Toxic Dust (The Deviant Future Book 1)
Page 3
“Know? Because it’s my job to know. But you are unexpected.” Merr settled in her chair and didn’t say anything for a moment. When she did, it took Laura by surprise. “Have you been outside the dome?”
“Not since I was transported here.”
“Perhaps you came in contact with something from the outside.”
“No.”
“When was the last time you had a full screening? Blood, scans, everything.”
Laura blinked. “At my last physical, Merr.”
“Which is yearly?”
“Every three now since I hit twenty-five.”
“And you are twenty-seven now. More than two years since your last exam.” Merr’s lips clamped tight. “You will submit another sample. Today.”
“Is something wrong with me?”
“No one gave you leave to question.” Merr slapped something onto her desk and spoke to the surface. “Bring her to the lab. I want a full screening done. Tissue, blood, hair, full scan.”
“Full? What for?”
Laura didn’t react as Tawnt Odelle’s voice emerged from a speaker, but she did listen. Why was Merr so interested in her health?
“Yes, full. And then test the rest of the sawrs. Could be she’s a fluke, a late bloomer. Maybe we’ve been getting false negatives. I want to know by the end of today.” Merr took a pen and began to write as the door swung open.

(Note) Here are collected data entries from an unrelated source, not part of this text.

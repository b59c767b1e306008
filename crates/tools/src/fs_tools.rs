//! Illustrative filesystem tools: `read_file`, `list_directory`, `write_file`.
//!
//! Individual tool implementations are out of scope for this crate's spec —
//! these exist only to exercise the registry, schema validation, and
//! approval gate end to end, mirroring the shapes of the original
//! `tools/filesystem.py` factories (`read_file`/`write_file`/
//! `list_directory`, each closing over an `allowed_paths` list). Access is
//! scoped through `PathsConfig::allowed_read`/`allowed_write`; containment
//! is checked with `Path::starts_with` on a canonicalized path, never a
//! string prefix (symlinks and relative components would defeat that).

use std::ffi::OsStr;
use std::path::{Path, PathBuf};
use std::sync::Arc;

use async_trait::async_trait;
use chrono::{DateTime, Utc};
use sa_domain::config::PathsConfig;
use serde_json::Value;
use tokio::fs;
use tokio::io::AsyncWriteExt;

use crate::tool::{RiskLevel, Tool, ToolError};

fn resolve_within(path_str: &str, roots: &[PathBuf]) -> Result<PathBuf, String> {
    let requested = Path::new(path_str);
    let candidate = if requested.is_absolute() {
        requested.to_path_buf()
    } else {
        std::env::current_dir()
            .map_err(|e| format!("cannot resolve current directory: {e}"))?
            .join(requested)
    };
    let resolved = canonicalize_best_effort(&candidate)?;
    if !PathsConfig::is_within(roots, &resolved) {
        return Err(format!("path '{path_str}' is not within an allowed root"));
    }
    Ok(resolved)
}

/// Canonicalize `candidate`, walking up to the nearest existing ancestor
/// first if it doesn't exist yet (e.g. a file about to be created).
fn canonicalize_best_effort(candidate: &Path) -> Result<PathBuf, String> {
    if candidate.exists() {
        return candidate
            .canonicalize()
            .map_err(|e| format!("cannot resolve '{}': {e}", candidate.display()));
    }
    let mut existing = candidate;
    let mut tail: Vec<&OsStr> = Vec::new();
    loop {
        if existing.exists() {
            break;
        }
        match existing.parent() {
            Some(parent) => {
                if let Some(name) = existing.file_name() {
                    tail.push(name);
                }
                existing = parent;
            }
            None => break,
        }
    }
    let mut resolved = existing
        .canonicalize()
        .map_err(|e| format!("cannot resolve ancestor of '{}': {e}", candidate.display()))?;
    for part in tail.into_iter().rev() {
        resolved.push(part);
    }
    Ok(resolved)
}

// ── read_file ────────────────────────────────────────────────────────

pub struct ReadFileTool {
    paths: Arc<PathsConfig>,
    schema: Value,
}

impl ReadFileTool {
    pub fn new(paths: Arc<PathsConfig>) -> Self {
        let schema = serde_json::json!({
            "type": "object",
            "properties": {
                "path": {"type": "string"},
                "offset": {"type": "integer"},
                "limit": {"type": "integer"},
            },
            "required": ["path"],
            "additionalProperties": false,
        });
        Self { paths, schema }
    }
}

#[async_trait]
impl Tool for ReadFileTool {
    fn name(&self) -> &str {
        "read_file"
    }
    fn description(&self) -> &str {
        "Read a file's contents, optionally a line range, from an allowed directory."
    }
    fn parameters_schema(&self) -> &Value {
        &self.schema
    }
    fn risk_level(&self) -> RiskLevel {
        RiskLevel::Low
    }

    async fn call(&self, params: Value) -> Result<Value, ToolError> {
        let path_str = params["path"].as_str().unwrap_or_default();
        let resolved = resolve_within(path_str, &self.paths.allowed_read)
            .map_err(ToolError::Execution)?;

        let content = fs::read_to_string(&resolved)
            .await
            .map_err(|e| ToolError::Execution(format!("failed to read '{path_str}': {e}")))?;

        let lines: Vec<&str> = content.lines().collect();
        let total_lines = lines.len();
        let offset = params.get("offset").and_then(Value::as_u64).unwrap_or(0) as usize;
        let limit = params
            .get("limit")
            .and_then(Value::as_u64)
            .map(|v| v as usize)
            .unwrap_or(total_lines.saturating_sub(offset));

        let selected: Vec<&str> = lines.into_iter().skip(offset).take(limit).collect();
        Ok(serde_json::json!({
            "path": path_str,
            "content": selected.join("\n"),
            "total_lines": total_lines,
            "offset": offset,
            "lines_returned": selected.len(),
        }))
    }
}

// ── list_directory ──────────────────────────────────────────────────

pub struct ListDirectoryTool {
    paths: Arc<PathsConfig>,
    schema: Value,
}

impl ListDirectoryTool {
    pub fn new(paths: Arc<PathsConfig>) -> Self {
        let schema = serde_json::json!({
            "type": "object",
            "properties": {"path": {"type": "string"}},
            "required": [],
            "additionalProperties": false,
        });
        Self { paths, schema }
    }
}

#[async_trait]
impl Tool for ListDirectoryTool {
    fn name(&self) -> &str {
        "list_directory"
    }
    fn description(&self) -> &str {
        "List entries of a directory within an allowed root, with size/mtime metadata."
    }
    fn parameters_schema(&self) -> &Value {
        &self.schema
    }
    fn risk_level(&self) -> RiskLevel {
        RiskLevel::Low
    }

    async fn call(&self, params: Value) -> Result<Value, ToolError> {
        let path_str = params.get("path").and_then(Value::as_str).unwrap_or(".");
        let resolved =
            resolve_within(path_str, &self.paths.allowed_read).map_err(ToolError::Execution)?;

        let mut read_dir = fs::read_dir(&resolved)
            .await
            .map_err(|e| ToolError::Execution(format!("failed to read directory '{path_str}': {e}")))?;

        let mut entries = Vec::new();
        while let Some(entry) = read_dir
            .next_entry()
            .await
            .map_err(|e| ToolError::Execution(format!("failed to read directory entry: {e}")))?
        {
            let metadata = entry.metadata().await.map_err(|e| {
                ToolError::Execution(format!(
                    "failed to read metadata for '{}': {e}",
                    entry.path().display()
                ))
            })?;
            let modified = metadata
                .modified()
                .ok()
                .map(|t| {
                    let dt: DateTime<Utc> = t.into();
                    dt.to_rfc3339()
                })
                .unwrap_or_default();
            entries.push(serde_json::json!({
                "name": entry.file_name().to_string_lossy(),
                "size": metadata.len(),
                "modified": modified,
                "is_dir": metadata.is_dir(),
            }));
        }
        entries.sort_by(|a, b| a["name"].as_str().cmp(&b["name"].as_str()));

        Ok(serde_json::json!({
            "path": path_str,
            "count": entries.len(),
            "entries": entries,
        }))
    }
}

// ── write_file ───────────────────────────────────────────────────────

pub struct WriteFileTool {
    paths: Arc<PathsConfig>,
    schema: Value,
}

impl WriteFileTool {
    pub fn new(paths: Arc<PathsConfig>) -> Self {
        let schema = serde_json::json!({
            "type": "object",
            "properties": {
                "path": {"type": "string"},
                "content": {"type": "string"},
            },
            "required": ["path", "content"],
            "additionalProperties": false,
        });
        Self { paths, schema }
    }
}

#[async_trait]
impl Tool for WriteFileTool {
    fn name(&self) -> &str {
        "write_file"
    }
    fn description(&self) -> &str {
        "Write (create or overwrite) a file within an allowed directory."
    }
    fn parameters_schema(&self) -> &Value {
        &self.schema
    }
    fn risk_level(&self) -> RiskLevel {
        RiskLevel::Medium
    }

    async fn call(&self, params: Value) -> Result<Value, ToolError> {
        let path_str = params["path"].as_str().unwrap_or_default();
        let content = params["content"].as_str().unwrap_or_default();
        let resolved = resolve_within_for_write(path_str, &self.paths.allowed_write)
            .map_err(ToolError::Execution)?;

        if let Some(parent) = resolved.parent() {
            fs::create_dir_all(parent)
                .await
                .map_err(|e| ToolError::Execution(format!("failed to create parent directory: {e}")))?;
        }

        let tmp_name = format!(
            ".{}.{}.tmp",
            resolved.file_name().unwrap_or_default().to_string_lossy(),
            uuid::Uuid::new_v4().as_simple()
        );
        let tmp_path = resolved.with_file_name(tmp_name);

        let mut file = fs::File::create(&tmp_path)
            .await
            .map_err(|e| ToolError::Execution(format!("failed to create temp file: {e}")))?;
        file.write_all(content.as_bytes())
            .await
            .map_err(|e| ToolError::Execution(format!("failed to write temp file: {e}")))?;
        file.flush()
            .await
            .map_err(|e| ToolError::Execution(format!("failed to flush temp file: {e}")))?;
        file.sync_data()
            .await
            .map_err(|e| ToolError::Execution(format!("failed to sync temp file: {e}")))?;

        fs::rename(&tmp_path, &resolved).await.map_err(|e| {
            ToolError::Execution(format!("failed to rename temp file into place: {e}"))
        })?;

        Ok(serde_json::json!({
            "path": path_str,
            "bytes_written": content.len(),
            "success": true,
        }))
    }
}

/// Like [`resolve_within`], but tolerates a not-yet-existing target file —
/// the write path itself doesn't need to exist, only its allowed root does.
fn resolve_within_for_write(path_str: &str, roots: &[PathBuf]) -> Result<PathBuf, String> {
    resolve_within(path_str, roots)
}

“Let’s go.” The tawnt signaled, but as Laura rose, she couldn’t help but ask.
“What’s wrong with me? Am I sick?”
“Do we have to gag you?” Merr snapped. “Sawrs should reply only when spoken to.”
“We’ll remind her of her manners, Merr,” Tawnt growled. “Come along.” The sharp grip of her arm and the yank snapped her jaw shut.
There would be no answers forthcoming, but the questions brimmed within. Did they think she had the Toxic Wasting Disease? Didn’t it start with the mind? Followed by the lungs. No one actually knew for sure.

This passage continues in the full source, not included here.